The earliest study start is Jan/1996 (the 1st full year that DMDs were available and the first year of available administrative and DMD-related data), and the latest study end is March 31, 2018; this represents >2 decades of drug and patient-related follow-up.

Study entry:

Most recent of 1-Jan-1996, an individual's 18th birthday, date of 1st MS-related claim or date of 1st MS clinic visit (when clinical data are accessed [Study 3]).

Study end:

Earliest of death, emigration from the respective province, last MS clinic visit (when clinical data are accessed [Study 3]), or 31-December-2017 (British Columbia, Manitoba, Nova Scotia, Alberta) or 31-March-2018 (Saskatchewan).

DMD exposure:

DMD use, as identified using prescription data. An individual's exposure status can change over time and will be dynamically classified as: 1) no DMD, 2) any DMD, then by generation: 2a) any 1st or 2b) 2nd generation DMD. When possible, the individual drug classes will be explored (beta-interferon [as one class], glatiramer acetate, natalizumab, fingolimod, dimethyl fumarate, teriflunomide, alemtuzumab).

Time perspective:

Analyses of prospectively recorded health administrative, prescription and clinical data.

Study Type

Observational

Enrollment (Actual)

35000

Participation Criteria

Researchers look for people who fit a certain description, called eligibility criteria. Some examples of these criteria are a person's general health condition or prior treatments.

Eligibility Criteria

Ages Eligible for Study

14 years and older (Adult, Older Adult)

Accepts Healthy Volunteers

Yes

Sampling Method

Probability Sample

Study Population

A MS cohort study (Studies 1, 2, 4-6) will be identified using a validated case definition of MS that will be applied to the whole-population linked administrative health data in five Canadian provinces spanning from west to east coast: British Columbia (BC; population 4.65 million [2016]), Alberta (AB; 4.07 million population [2016]), Saskatchewan (SK; population 1.10 million [2016]), Manitoba (MB; population 1.28 million [2016]) and Nova Scotia (NS; population 924,000 [2016]).

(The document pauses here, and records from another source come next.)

#![allow(dead_code)]

use axum::{
    body::Body,
    http::{header, HeaderMap, Request, StatusCode},
    Router,
};
use foodgram::{
    db,
    models::{Ingredient, NewIngredient, NewTag, Tag},
    routes::AppState,
};
use http_body_util::BodyExt;
use serde_json::{json, Value};
use sqlx::{sqlite::SqlitePoolOptions, SqlitePool};
use tempfile::TempDir;
use tower::ServiceExt;

/// 1x1 transparent PNG
pub const PNG: &str = "data:image/png;base64,iVBORw0KGgoAAAANSUhEUgAAAAEAAAABCAYAAAAfFcSJAAAADUlEQVR42mNkYPhfDwAChwGA60e6kgAAAABJRU5ErkJggg==";

pub struct TestApp {
    pub app: Router,
    pub pool: SqlitePool,
    pub media: TempDir,
    pub tags: Vec<Tag>,
    pub ingredients: Vec<Ingredient>,
}

pub struct Reply {
    pub status: StatusCode,
    pub headers: HeaderMap,
    pub text: String,
}

impl Reply {
    pub fn json(&self) -> Value {
        if self.text.is_empty() {
            Value::Null
        } else {
            serde_json::from_str(&self.text).unwrap()
        }
    }
}

pub async fn setup() -> TestApp {
    // A single connection keeps the in-memory database alive and shared.
    let pool = SqlitePoolOptions::new()
        .max_connections(1)
        .connect("sqlite::memory:")
        .await
        .unwrap();
    db::run_migrations(&pool).await.unwrap();

    let mut tags = Vec::new();
    for (name, color, slug) in [
        ("Breakfast", "#E26C2D", "breakfast"),
        ("Lunch", "#49B64E", "lunch"),
        ("Dinner", "#8775D2", "dinner"),
    ] {
        let tag = db::create_tag(
            &pool,
            &NewTag {
                name: name.to_string(),
                color: color.to_string(),
                slug: Some(slug.to_string()),
            },
        )
        .await
        .unwrap();
        tags.push(tag);
    }

    let mut ingredients = Vec::new();
    for (name, unit) in [("Flour", "g"), ("Sugar", "g"), ("Egg", "pcs"), ("Milk", "ml")] {
        let ingredient = db::create_ingredient(
            &pool,
            &NewIngredient {
                name: name.to_string(),
                measurement_unit: unit.to_string(),
            },
        )
        .await
        .unwrap();
        ingredients.push(ingredient);
    }

    let media = tempfile::tempdir().unwrap();
    let state = AppState {
        pool: pool.clone(),
        jwt_secret: "test-secret".to_string(),
        media_path: media.path().to_str().unwrap().to_string(),
        media_url: "/media".to_string(),
        page_size: 6,
    };

    TestApp {
        app: foodgram::build_app(state),
        pool,
        media,
        tags,
        ingredients,
    }
}

impl TestApp {
    pub async fn request(
        &self,
        method: &str,
        uri: &str,
        token: Option<&str>,
        body: Option<Value>,
    ) -> Reply {
        let mut builder = Request::builder().method(method).uri(uri);
        if let Some(token) = token {
            builder = builder.header(header::AUTHORIZATION, format!("Bearer {}", token));
        }
        let request = match body {
            Some(body) => builder
                .header(header::CONTENT_TYPE, "application/json")
                .body(Body::from(body.to_string()))
                .unwrap(),
            None => builder.body(Body::empty()).unwrap(),
        };

        let response = self.app.clone().oneshot(request).await.unwrap();
        let status = response.status();
        let headers = response.headers().clone();
        let bytes = response.into_body().collect().await.unwrap().to_bytes();

        Reply {
            status,
            headers,
            text: String::from_utf8(bytes.to_vec()).unwrap(),
        }
    }

    pub async fn get(&self, uri: &str, token: Option<&str>) -> Reply {
        self.request("GET", uri, token, None).await
    }

    pub async fn post(&self, uri: &str, token: Option<&str>, body: Value) -> Reply {
        self.request("POST", uri, token, Some(body)).await
    }

    pub async fn delete(&self, uri: &str, token: Option<&str>) -> Reply {
        self.request("DELETE", uri, token, None).await
    }

    /// Registers and logs in a user. Returns (user id, access token).
    pub async fn signup(&self, username: &str) -> (String, String) {
        let email = format!("{}@example.com", username);
        let reply = self
            .post(
                "/api/users",
                None,
                json!({
                    "email": email,
                    "username": username,
                    "first_name": "Test",
                    "last_name": "Cook",
                    "password": "correct horse battery",
                }),
            )
            .await;
        assert_eq!(reply.status, StatusCode::CREATED, "{}", reply.text);
        let id = reply.json()["id"].as_str().unwrap().to_string();

        let reply = self
            .post(
                "/api/auth/token/login",
                None,
                json!({ "email": email, "password": "correct horse battery" }),
            )
            .await;
        assert_eq!(reply.status, StatusCode::OK, "{}", reply.text);
        let token = reply.json()["access_token"].as_str().unwrap().to_string();

        (id, token)
    }

    pub fn ingredient(&self, name: &str) -> &str {
        &self
            .ingredients
            .iter()
            .find(|i| i.name == name)
            .unwrap()
            .id
    }

    pub fn tag(&self, slug: &str) -> &str {
        &self.tags.iter().find(|t| t.slug == slug).unwrap().id
    }

    /// Creates a recipe from (ingredient name, amount) pairs and tag slugs. Returns its id.
    pub async fn create_recipe(
        &self,
        token: &str,
        name: &str,
        items: &[(&str, i64)],
        tags: &[&str],
    ) -> String {
        let reply = self
            .post("/api/recipes", Some(token), self.recipe_body(name, items, tags))
            .await;
        assert_eq!(reply.status, StatusCode::CREATED, "{}", reply.text);
        reply.json()["id"].as_str().unwrap().to_string()
    }

    pub fn recipe_body(&self, name: &str, items: &[(&str, i64)], tags: &[&str]) -> Value {
        let ingredients: Vec<Value> = items
            .iter()
            .map(|(ingredient, amount)| json!({ "id": self.ingredient(ingredient), "amount": amount }))
            .collect();
        let tags: Vec<&str> = tags.iter().map(|slug| self.tag(slug)).collect();

        json!({
            "ingredients": ingredients,
            "tags": tags,
            "image": PNG,
            "name": name,
            "text": "Mix everything and cook.",
            "cooking_time": 15,
        })
    }
}
//! # 태그 모델 정의
//!
//! 태그(Tag)는 레시피를 분류하는 참조 데이터입니다. (예: "아침", "#E26C2D", "breakfast")
//! API에서는 읽기 전용이며, 픽스처 로더로만 생성됩니다.

use serde::{Deserialize, Serialize};

/// 태그 엔티티: DB의 `tags` 테이블 한 행(row)에 대응합니다.
///
/// # derive 매크로 설명
/// - `Serialize`: API 응답(JSON)으로 변환
/// - `sqlx::FromRow`: SQL 쿼리 결과(행)를 이 구조체로 자동 매핑
#[derive(Debug, Clone, PartialEq, Eq, Serialize, Deserialize, sqlx::FromRow)]
pub struct Tag {
    /// 태그 고유 식별자 (UUIDv7 형식 문자열)
    pub id: String,
    /// 태그 이름 (고유)
    pub name: String,
    /// HEX 색상 코드 (고유, 예: "#49B64E")
    pub color: String,
    /// URL 필터에 쓰이는 slug (고유, 예: "breakfast")
    pub slug: String,
}

/// 새 태그의 내용: 픽스처 로더가 `db::create_tag`에 넘기는 값입니다.
#[derive(Debug, Clone, Deserialize)]
pub struct NewTag {
    pub name: String,
    pub color: String,
    /// 없으면 이름으로부터 생성합니다.
    pub slug: Option<String>,
}

/// `#RGB` 또는 `#RRGGBB` 형식의 HEX 색상인지 확인합니다.
pub fn is_hex_color(color: &str) -> bool {
    match color.strip_prefix('#') {
        Some(hex) => {
            (hex.len() == 3 || hex.len() == 6) && hex.chars().all(|c| c.is_ascii_hexdigit())
        }
        None => false,
    }
}

#[cfg(test)]
mod tests {
    use super::*;

    #[test]
    fn hex_colors() {
        assert!(is_hex_color("#49B64E"));
        assert!(is_hex_color("#fff"));
        assert!(!is_hex_color("49B64E"));
        assert!(!is_hex_color("#49B64"));
        assert!(!is_hex_color("#GGGGGG"));
    }
}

When MS-specific clinical data are used (British Columbia, Manitoba, Nova Scotia; Study 3), the diagnosis is neurologist confirmed, according to the prevailing international criteria.

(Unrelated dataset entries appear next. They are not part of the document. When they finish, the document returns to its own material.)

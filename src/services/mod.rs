//! # 서비스 모듈
//!
//! DB 쿼리 이상의 로직을 담당합니다.
//! - `fixtures`: 태그/재료 초기 데이터 적재
//! - `images`: 레시피 이미지(data URL) 디코딩과 파일 저장
//! - `shopping_list`: 장바구니 재료 집계와 텍스트 리포트

pub mod fixtures;
pub mod images;
pub mod shopping_list;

Within each province, we anticipate finding virtually the whole population of people living with MS via the administrative data, and, in the clinical data, ≈60-80% or 100% of those seeking DMDs (the MS clinics are the sole prescribers of the DMDs).

Description

Inclusion Criteria:

  • All MS patients (Studies 1, 2, 4-6) who have resided in one of the 5 Canadian provinces (British Columbia, Manitoba, Nova Scotia, Saskatchewan or Alberta) over the study period as identified using a validated case definition of MS that will be applied to health administrative data (≥ 3 records related to MS coded during physician or hospital visits, or prescription filled for a MS-specific DMDs).
  • Subjects require 1 year of residency in a province before study entry to enable sufficient data to facilitate covariate creation, e.g. comorbidity, and to identify those with prior DMD use.
  • All adults who visited a MS clinic in British Columbia, Manitoba or Nova Scotia (Study 3), were diagnosed with MS and had a relapsing-onset disease course and at least one EDSS score of 6.5 or less, recorded on or after: January 1st 1996 (British Columbia) or April 1st 1996 (Manitoba) or January 1st 1998 (Nova Scotia).

Study Plan

This section provides details of the study plan, including how the study is designed and what the study is measuring.

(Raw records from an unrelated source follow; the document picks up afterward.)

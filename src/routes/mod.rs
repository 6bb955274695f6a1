//! # 라우트 핸들러 모듈
//!
//! HTTP 요청을 처리하는 핸들러 함수들을 모아둔 모듈입니다.
//! Axum에서 핸들러는 HTTP 요청을 받아 응답을 반환하는 async 함수입니다.
//!
//! 각 하위 모듈:
//! - `auth`: 회원가입, 로그인, 토큰 갱신, 로그아웃
//! - `collections`: 즐겨찾기, 장바구니, 쇼핑 리스트 다운로드
//! - `health`: 서버 상태 확인 (헬스체크)
//! - `ingredients`: 재료 카탈로그 조회
//! - `recipes`: 레시피 CRUD, 앱 공유 상태(`AppState`)
//! - `tags`: 태그 카탈로그 조회
//! - `users`: 사용자 프로필, 비밀번호 변경, 구독

pub mod auth;
pub mod collections;
pub mod health;
pub mod ingredients;
pub mod recipes;
pub mod tags;
pub mod users;

// 각 모듈의 핸들러 함수들을 재공개하여
// lib.rs에서 `routes::list_recipes`처럼 바로 접근 가능하게 합니다.
// auth와 users는 이름이 겹치지 않도록 모듈 경로로 씁니다.
pub use collections::*;
pub use health::*;
pub use ingredients::*;
pub use recipes::*;
pub use tags::*;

How is the study designed?

Design Details

  • Observational Models: Cohort
  • Time Perspectives: Other

Cohorts and Interventions

Group / Cohort
Intervention / Treatment
Multiple sclerosis (MS) cohort
Individuals with multiple sclerosis without any exposure to disease-mofidying drugs (DMDs) and with exposure to one or more DMDs.
Individuals with MS exposed to one or more DMDs (beta-interferon, glatiramer acetate, natalizumab, fingolimod, dimethyl fumarate, teriflunomide, alemtuzumab, daclizumab or ocrelizumab; regardless of dose, frequency or duration of treatment) between 1st January 1996 and 31st March 2018 in five Canadian provinces.

What is the study measuring?

Primary Outcome Measures

Outcome Measure
Measure Description
Time Frame
Study 1: All-cause hospitalizations
Time Frame: As recurrent events from study entry to study end, up to 22 years.
The outcome (all-cause hospitalizations) will be derived from the comprehensive hospital data, excluding pregnancy-related events, in 5 Canadian provinces (British Columbia, Manitoba, Nova Scotia, Saskatchewan and Alberta).
As recurrent events from study entry to study end, up to 22 years.
Study 2: All-cause mortality
Time Frame: Measured using Cox proportional hazards models (time from study entry to death), up to 22 years.
The outcome (all-cause mortality) will be derived from the province-wide death data (e.g., Vital Statistics or the equivalent) in 5 Canadian provinces (British Columbia, Manitoba, Nova Scotia, Saskatchewan and Alberta).
Measured using Cox proportional hazards models (time from study entry to death), up to 22 years.
Study 3: Change in disability (Expanded Disability Status Scale [EDSS]) over time
Time Frame: Assessed using mixed effects model from study entry to study end, up to 22 years.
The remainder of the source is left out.